One of the legendary Detroit producer’s most important projects, Carl Craig will be bringing 69 to the live stage exclusively at Field Day 2011. Philip Sherburne charts his alter-ego’s history and reveals a sneak peek at what’s in store…

Nineteen sixty-nine was a crazy year. Astronauts landed on the moon, and Ohio’s Cuyahoga River caught fire. The war in Vietnam was spinning out of control, and so was the anti-war movement in the United States. In Greenwich Village, New York, the Stonewall riots marked a turning point in the gay rights movement; across the country, the decade’s utopian dreams collapsed into violence at Altamont. Scientists switched on a computer network called ARPANET, laying the groundwork for the internet. And on May 22, in Detroit, a boy named Carl Craig was born under the sign of Gemini—a detail that, as an adult, he would jokingly link to his fondness for aliases and pseudonyms. All of which brings us full circle back to 69, one of Craig’s most important projects.

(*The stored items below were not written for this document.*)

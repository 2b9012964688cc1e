//! MQTT Packet Codec
//!
//! Encoding and decoding for the client packet set, shared by v3.1.1 and
//! v5.0. Under v5.0 every packet that carries properties is written with an
//! empty property block, and inbound property blocks are skipped.

mod decode;
mod encode;


pub use decode::Decoder;
pub use encode::Encoder;

use crate::protocol::{DecodeError, EncodeError};
use bytes::{BufMut, BytesMut};

/// Maximum remaining length (268,435,455 bytes = ~256 MB)
pub const MAX_REMAINING_LENGTH: usize = 268_435_455;

/// Default maximum inbound packet size
pub const DEFAULT_MAX_PACKET_SIZE: usize = 1024 * 1024;

/// Read a Variable Byte Integer from buffer
/// Returns (value, bytes_consumed) or error
#[inline]
pub fn read_variable_int(buf: &[u8]) -> Result<(u32, usize), DecodeError> {
    let mut multiplier: u32 = 1;
    let mut value: u32 = 0;

    for (pos, byte) in buf.iter().enumerate() {
        if pos >= 4 {
            return Err(DecodeError::InvalidRemainingLength);
        }
        value += ((byte & 0x7F) as u32) * multiplier;
        if (byte & 0x80) == 0 {
            return Ok((value, pos + 1));
        }
        multiplier *= 128;
    }

    if buf.len() >= 4 {
        Err(DecodeError::InvalidRemainingLength)
    } else {
        Err(DecodeError::InsufficientData)
    }
}

/// Write a Variable Byte Integer to buffer
/// Returns bytes written
#[inline]
pub fn write_variable_int(buf: &mut BytesMut, mut value: u32) -> Result<usize, EncodeError> {
    if value > MAX_REMAINING_LENGTH as u32 {
        return Err(EncodeError::PacketTooLarge);
    }

    let mut count = 0;
    loop {
        let mut byte = (value % 128) as u8;
        value /= 128;
        if value > 0 {
            byte |= 0x80;
        }
        buf.put_u8(byte);
        count += 1;
        if value == 0 {
            return Ok(count);
        }
    }
}

/// Number of bytes needed to encode a Variable Byte Integer
#[inline]
pub fn variable_int_len(value: u32) -> usize {
    match value {
        0..=127 => 1,
        128..=16_383 => 2,
        16_384..=2_097_151 => 3,
        _ => 4,
    }
}

/// Read a Two Byte Integer (u16 big-endian)
#[inline]
pub fn read_u16(buf: &[u8]) -> Result<u16, DecodeError> {
    match buf {
        [hi, lo, ..] => Ok(u16::from_be_bytes([*hi, *lo])),
        _ => Err(DecodeError::InsufficientData),
    }
}

/// Read a length-prefixed UTF-8 string
/// Returns (string, bytes_consumed)
#[inline]
pub fn read_string(buf: &[u8]) -> Result<(&str, usize), DecodeError> {
    let (bytes, consumed) = read_binary(buf)?;
    let s = std::str::from_utf8(bytes).map_err(|_| DecodeError::InvalidUtf8)?;
    if s.contains('\0') {
        return Err(DecodeError::MalformedPacket(
            "string contains null character",
        ));
    }
    Ok((s, consumed))
}

/// Read length-prefixed binary data
/// Returns (data, bytes_consumed)
#[inline]
pub fn read_binary(buf: &[u8]) -> Result<(&[u8], usize), DecodeError> {
    let len = read_u16(buf)? as usize;
    let total_len = 2 + len;
    if buf.len() < total_len {
        return Err(DecodeError::InsufficientData);
    }
    Ok((&buf[2..total_len], total_len))
}

/// Skip a v5.0 property block, returning the bytes it occupies
#[inline]
pub fn skip_properties(buf: &[u8]) -> Result<usize, DecodeError> {
    let (len, len_bytes) = read_variable_int(buf).map_err(|e| match e {
        DecodeError::InvalidRemainingLength => {
            DecodeError::MalformedPacket("invalid property length")
        }
        other => other,
    })?;
    let total = len_bytes + len as usize;
    if buf.len() < total {
        return Err(DecodeError::InsufficientData);
    }
    Ok(total)
}

/// Write a length-prefixed UTF-8 string
#[inline]
pub fn write_string(buf: &mut BytesMut, s: &str) -> Result<(), EncodeError> {
    write_binary(buf, s.as_bytes())
}

/// Write length-prefixed binary data
#[inline]
pub fn write_binary(buf: &mut BytesMut, data: &[u8]) -> Result<(), EncodeError> {
    let len = u16::try_from(data.len()).map_err(|_| EncodeError::StringTooLong)?;
    buf.put_u16(len);
    buf.put_slice(data);
    Ok(())
}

69 isn’t the Detroit musician’s best known pseudonym; until 2009′s five-disc reissue, The Legendary Adventures of a Filter King, even some of Craig’s most passionate fans were unaware of the dozen or so tracks that he released as 69 between 1991 and 1994. After that, he concentrated his energies on projects like Paperclip People and Innerzone Orchestra, while his albums Landcruising and More Songs About Food and Revolutionary Art, as well as his growing catalog of remixes for other artists, quickly cemented Craig’s fame under his own name. By 2004, when Craig snuck out an unofficial 12″ of 69′s ‘Puntang’ (officially released on Planet E two years later, along with ‘Desire’ and an unreleased mix of ‘Sub Seducer’), the double-digit alias had become a footnote in his catalog.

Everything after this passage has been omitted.